Et, tandis que quelques avions américains survolent la Syrie pour lancer quelques bombes contre Da’ech, l’aviation syrienne a quartier libre pour terroriser la population et écraser les insurgés. Et cela d’autant plus que l’OTAN et les états-Unis ont empêché que des armes de défense antiaérienne arrivent jusqu’aux insurgés syriens.
Elle a demandé des armes pour se défendre. Cela lui fut refusé. Les gouvernements américains, français, anglais et allemand ont préféré préserver le régime syrien plut ôt que de voir victorieuse cette révolution. Quant à l’impérialisme russe, il soutient ouvertement la dictature syrienne. Son ministre des Affaires étrangères, Sergueï Lavrov, a annoncé de nouvelles et « importantes livraisons d’armes et de matériel militaire » à Damas (RIA Novosti le 20 octobre).
C’est dans ces conditions qu’a pu proliférer Da’ech, forces ultra réactionnaire constituée avec l’aide du régime d’al-Assad puis encouragée par des « aides » venues de Turquie et des monarchies de la région. Le r ôle de Da’ech est de poignarder dans le dos la révolution syrienne. Ce n’est que lorsque la progression de Da’ech en Irak a menacé les intérêts des états-Unis que ceux-ci sont intervenus militairement. Et qu’ils ont dû apporter une aide (chichement mesurée) aux forces kurdes de Syrie et d’Irak qui résistaient à l’offensive de Da’ech. Mais ils refusent d’aider les Syriens qui, comme à Alep, ont expulsé Da’ech de leur ville.
Pourtant, en Syrie, l’alliance entre les forces de la résistance syrienne et celles des régions kurdes est manifeste. Les accords passés entre ces forces sont publics et, à Kobané même, aux c ôtés des Kurdes syriens combattent plusieurs centaines d’Arabes syriens se revendiquant de l’ASL.
Dans ces conditions, si la solidarité avec Kobané est une impérieuse nécessité, la solidarité avec Alep, avec l’ensemble de la révolution syrienne est tout autant indispensable. Pourquoi donc alors certains n’affirment de solidarité qu’avec la résistance « kurde » de Kobané, oubliant les non- Kurdes de Kobané, oubliant Alep et tant d’autres villes martyrisées ?
L’extrême droite française tient le même discours. Robert Ménard, qui revient de Damas, explique que le régime syrien est « certes critiquable, mais qu’il est le seul à pouvoir faire barrage à Daesh (l’état islamique) ». De la part d’un maire lié au FN, cela n’étonne pas.
Quant au le PCF, qui refuse tout soutien à la révolution syrienne, il prône depuis 2011 le dialogue avec Bachar al-Assad.
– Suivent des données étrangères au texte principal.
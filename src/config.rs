use serde::{Deserialize, Serialize};

/// Tolerances for the deduplication clusterer. The allowed gap between two
/// mention dates depends on which temporal signals are being compared: an
/// explicit event date is trusted more than a publication-date proxy.
#[derive(Debug, Clone, Serialize, Deserialize)]
pub struct DedupeConfig {
    /// Both sides carry an explicit event date.
    pub event_date_tolerance_days: i64,
    /// One side falls back to its publication date.
    pub mixed_date_tolerance_days: i64,
    /// Both sides fall back to publication dates.
    pub publish_date_tolerance_days: i64,
}

impl Default for DedupeConfig {
    fn default() -> Self {
        Self {
            event_date_tolerance_days: 1,
            mixed_date_tolerance_days: 2,
            publish_date_tolerance_days: 3,
        }
    }
}

/// Tunables for candidate generation and dual-gate validation.
#[derive(Debug, Clone, Serialize, Deserialize)]
pub struct MatchingConfig {
    /// Tolerance window when testing date-range overlap between an
    /// extracted and a reference event.
    pub max_days_apart: i64,
    /// Hard cap on reference candidates per extracted event.
    pub max_candidates_per_event: usize,
    /// Minimum combined score for a match to pass either gate.
    pub score_threshold: f64,
}

impl Default for MatchingConfig {
    fn default() -> Self {
        Self {
            max_days_apart: 7,
            max_candidates_per_event: 200,
            score_threshold: 0.6,
        }
    }
}

/// Top-level configuration for a validation run.
#[derive(Debug, Clone, Serialize, Deserialize)]
pub struct ValidationConfig {
    pub matching: MatchingConfig,
    /// Restrict validation to these disruption types. `None` disables
    /// filtering.
    pub allowed_types: Option<Vec<String>>,
    /// Days added on either side of the extracted-event date span when
    /// computing the reference cache window.
    pub cache_buffer_days: i64,
}

impl Default for ValidationConfig {
    fn default() -> Self {
        Self {
            matching: MatchingConfig::default(),
            allowed_types: Some(vec!["flood".to_string()]),
            cache_buffer_days: 14,
        }
    }
}

#[cfg(test)]
mod tests {
    use super::*;

    #[test]
    fn test_defaults() {
        let dedupe = DedupeConfig::default();
        assert_eq!(dedupe.event_date_tolerance_days, 1);
        assert_eq!(dedupe.mixed_date_tolerance_days, 2);
        assert_eq!(dedupe.publish_date_tolerance_days, 3);

        let matching = MatchingConfig::default();
        assert_eq!(matching.max_days_apart, 7);
        assert_eq!(matching.max_candidates_per_event, 200);
        assert!((matching.score_threshold - 0.6).abs() < 1e-12);

        let validation = ValidationConfig::default();
        assert_eq!(validation.cache_buffer_days, 14);
        assert_eq!(
            validation.allowed_types,
            Some(vec!["flood".to_string()])
        );
    }
}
Aujourd’hui, il se proclame solidaire des Kurdes contre Da’ech. Dans un tract titré « Urgence Kobané », il appelle à « livrer des armes à la résistance kurde de Kobané » (mais non aux autres Syriens) « pour résister à l’EI » ...mais non pour combattre Bachar al-Assad. Au contraire, il propose « l’ouverture de négociations politiques entre le gouvernement syrien et une opposition démocratique rassemblée » , ce qui revient à légitimer le régime syrien. Comme Poutine, le PCF tente ainsi de séparer le combat des Kurdes du combat contre Assad. Sur ce plan (comme sur d’autres) la position du PCF ne fait pas l’unanimité au sein du Front de gauche.
Précisons que soutenir le combat du peuple kurde ne signifie pas soutenir les organisations kurdes elles mêmes et leur politique, qu’il n’y a pas lieu d’idéaliser comme certains le font parfois (cela vaut en particulier pour le PYD - Parti de l’union démocratique, en Syrie - et sa maison mère en Turquie, le PKK, ainsi que pour le parti de Barzani en Irak). Mais le soutien au combat des Kurdes et Arabes à Kobané est une question de principe : un succès à Kobané contre Da’ech serait un point d’appui pour toute la révolution syrienne, et pour le peuple palestinien.
L’aspiration nationale kurde, la forme et la manière dont elles peuvent se concrétiser, ne peut être instrumentalisée par quiconque, et ne peut se réaliser qu’au travers du combat commun des peuples de la région pour la démocratie, et contre le capitalisme et les États qui le protègent.
Dans leur lutte, les Syriens et les Palestiniens, les Kurdes des différents États, ne peuvent pas compter sur le soutien des grandes puissances ni des États voisins. Par contre, la responsabilité du mouvement ouvrier international, en France notamment, est de soutenir l’ensemble de ce combat.